Revolutionary omics technologies have helped understand how our bodies absorb and utilise nutrients at the molecular level and, therefore, how different individuals differ in these biochemical processes. Our metabolism is also partly influenced by some of our “guests” – namely the bacteria in our gut (the so-called “gut microbiome”) – which contribute to individual differences in the metabolic effects of the food we eat by producing several microbial metabolites.
In PREVENTOMICS, we have developed a direct-to-consumer platform on the basis of integrating genetic, nutritional, biochemical and behavioural factors to assess the unique metabolic profile of individuals using metabolomics and machine-learning techniques, aimed at delivering personalised nutritional plans to ultimately drive sustainable behaviour change to tackle obesity and thereby, prevent nutrition-related chronic diseases.
The Danish part of the project consists of a dietary randomised controlled intervention trial conducted at the Department of Nutrition, Exercise and Sports (NEXS) at the University of Copenhagen. We are investigating the potential advantages of delivering personalised dietary meals by the company Simple Feast, together with an individually-tailored behavioural change program through mobile app push notifications to men and women aged 18-65 years with excess body weight for a period of 10 weeks.
At the Department of Nutrition, Exercise and Sports (NEXS) of the University of Copenhagen we are investigating the potential advantages of delivering personalised dietary meals to men and women with excess body weight
The meals from Simple Feast include breakfasts and dinners and are delivered twice a week to the participants. Other meals not provided (i.e. lunches and snacks) are presented as recipes through the Simple Feast App, which are designed to match the individual nutritional recommendations for each participant.

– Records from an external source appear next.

#![forbid(unsafe_code)]

//! Canonical input/event types.
//!
//! Hosts translate their native key events (DOM `KeyboardEvent`, terminal
//! escape sequences) into [`KeyEvent`] before handing them to widgets.

use bitflags::bitflags;

/// A logical key, independent of the host's keyboard layout.
#[derive(Debug, Clone, Copy, PartialEq, Eq, Hash)]
#[cfg_attr(feature = "serde", derive(serde::Serialize, serde::Deserialize))]
pub enum KeyCode {
    /// `ArrowLeft`.
    Left,
    /// `ArrowRight`.
    Right,
    /// `ArrowUp`.
    Up,
    /// `ArrowDown`.
    Down,
    Enter,
    Tab,
    Home,
    End,
    Escape,
    Backspace,
    /// A printable character.
    Char(char),
}

impl KeyCode {
    /// Map a DOM `KeyboardEvent.key` name to a key code.
    ///
    /// Single-character names map to [`KeyCode::Char`]; unknown names yield
    /// `None`.
    #[must_use]
    pub fn from_dom_key(key: &str) -> Option<Self> {
        let code = match key {
            "ArrowLeft" => Self::Left,
            "ArrowRight" => Self::Right,
            "ArrowUp" => Self::Up,
            "ArrowDown" => Self::Down,
            "Enter" => Self::Enter,
            "Tab" => Self::Tab,
            "Home" => Self::Home,
            "End" => Self::End,
            "Escape" => Self::Escape,
            "Backspace" => Self::Backspace,
            other => {
                let mut chars = other.chars();
                match (chars.next(), chars.next()) {
                    (Some(ch), None) => Self::Char(ch),
                    _ => return None,
                }
            }
        };
        Some(code)
    }
}

bitflags! {
    /// Modifier keys held during a key press.
    #[derive(Debug, Clone, Copy, PartialEq, Eq, Hash, Default)]
    #[cfg_attr(feature = "serde", derive(serde::Serialize, serde::Deserialize))]
    #[cfg_attr(feature = "serde", serde(transparent))]
    pub struct Modifiers: u8 {
        const SHIFT = 0b0001;
        const CTRL  = 0b0010;
        const ALT   = 0b0100;
        const META  = 0b1000;
    }
}

/// A key press.
#[derive(Debug, Clone, Copy, PartialEq, Eq, Hash)]
#[cfg_attr(feature = "serde", derive(serde::Serialize, serde::Deserialize))]
pub struct KeyEvent {
    pub code: KeyCode,
    pub modifiers: Modifiers,
}

impl KeyEvent {
    /// Key press with no modifiers.
    #[must_use]
    pub const fn new(code: KeyCode) -> Self {
        Self {
            code,
            modifiers: Modifiers::empty(),
        }
    }

    /// Attach modifiers.
    #[must_use]
    pub const fn with_modifiers(mut self, modifiers: Modifiers) -> Self {
        self.modifiers = modifiers;
        self
    }

    /// True when no modifier key is held.
    #[inline]
    #[must_use]
    pub fn is_plain(&self) -> bool {
        self.modifiers.is_empty()
    }
}

impl From<KeyCode> for KeyEvent {
    fn from(code: KeyCode) -> Self {
        Self::new(code)
    }
}

#[cfg(test)]
mod tests {
    use super::*;

    #[test]
    fn dom_names_map_to_codes() {
        assert_eq!(KeyCode::from_dom_key("ArrowLeft"), Some(KeyCode::Left));
        assert_eq!(KeyCode::from_dom_key("ArrowRight"), Some(KeyCode::Right));
        assert_eq!(KeyCode::from_dom_key("Enter"), Some(KeyCode::Enter));
        assert_eq!(KeyCode::from_dom_key("x"), Some(KeyCode::Char('x')));
        assert_eq!(KeyCode::from_dom_key("é"), Some(KeyCode::Char('é')));
        assert_eq!(KeyCode::from_dom_key("F13"), None);
        assert_eq!(KeyCode::from_dom_key(""), None);
    }

    #[test]
    fn modifiers_default_to_plain() {
        let key = KeyEvent::new(KeyCode::Enter);
        assert!(key.is_plain());
        let chord = key.with_modifiers(Modifiers::CTRL | Modifiers::SHIFT);
        assert!(!chord.is_plain());
        assert!(chord.modifiers.contains(Modifiers::CTRL));
        assert_eq!(KeyEvent::from(KeyCode::Enter), key);
    }
}
#![forbid(unsafe_code)]

//! Change-notifying values for one page session.
//!
//! An [`Observable`] holds a value and a list of callbacks. Writing a
//! different value bumps its version and calls each callback with the new
//! value. [`subscribe`](Observable::subscribe) hands back a [`Subscription`];
//! the callback stays registered for exactly as long as that guard lives.
//!
//! Everything here is `Rc` based and stays on one thread. The observable
//! keeps only `Weak` handles to its callbacks and prunes dead ones whenever it
//! notifies.
//!
//! # Invariants
//!
//! 1. The version moves by one for each write that changes the value, and
//!    never otherwise.
//! 2. Callbacks run in the order they were subscribed.
//! 3. Writing an equal value changes nothing and calls nobody.
//! 4. A dropped [`Subscription`] is never called again.
//! 5. Callbacks run after the value is stored and its borrow released. A
//!    callback can therefore read or write its own observable.

pub mod observable;

pub use observable::{Observable, Subscription};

Participants who are randomised to the control group receive generic dietary meals and a generic behaviour change program (i.e. not tailored to their individual metabolic profile) according to national guidelines for healthy weight.
Enrolled subjects attend NEXS’ facilities before and after the intervention to measure body weight, body fat, lipid profile, blood glucose and blood pressure, amongst other indicators, for assessing changes in various biomarkers of health and disease. The primary outcome of the study is the change in total body fat mass measured by using dual-energy X-ray absorptiometry.
We anticipate that participants who receive the personalised dietary treatment will experience greater loss of body weight and body fat whilst improving their overall health compared to participants who receive the general dietary recommendations.
The study has just been completed and the Danish team is excited to crunch some numbers and share the results with the scientific community and the public in the near future!
About the author
The University of Copenhagen (UCPH) contributes to the project through the Department of Nutrition, Exercise and Sports (Faculty of Science). The Danish team conducts physiological and clinical research into diet and exercise in the management of obesity throughout the life course.
Mona Adnan Aldubayan
PhD student in Personalized Nutrition at the Department of Nutrition, Exercise and Sports at the University of Copenhagen. Mona has a background in Clinical Nutrition and her PhD research focuses on identification of “metabotypes” based on metabolome and microbiome biomarkers to guide personalized dietary interventions in the management of obesity.
Kristina Pigsborg
MSc. Kristina Pigsborg is a second year PhD student at the Department of Nutrition Exercise and Sports at the University of Copenhagen. In her PhD-project she is working with personalized dietary management of human health and aiming on identifying new as well as validate newly discovered biomarkers that modify the relationship between dietary intake and overweight/obesity as well as glucose homeostasis.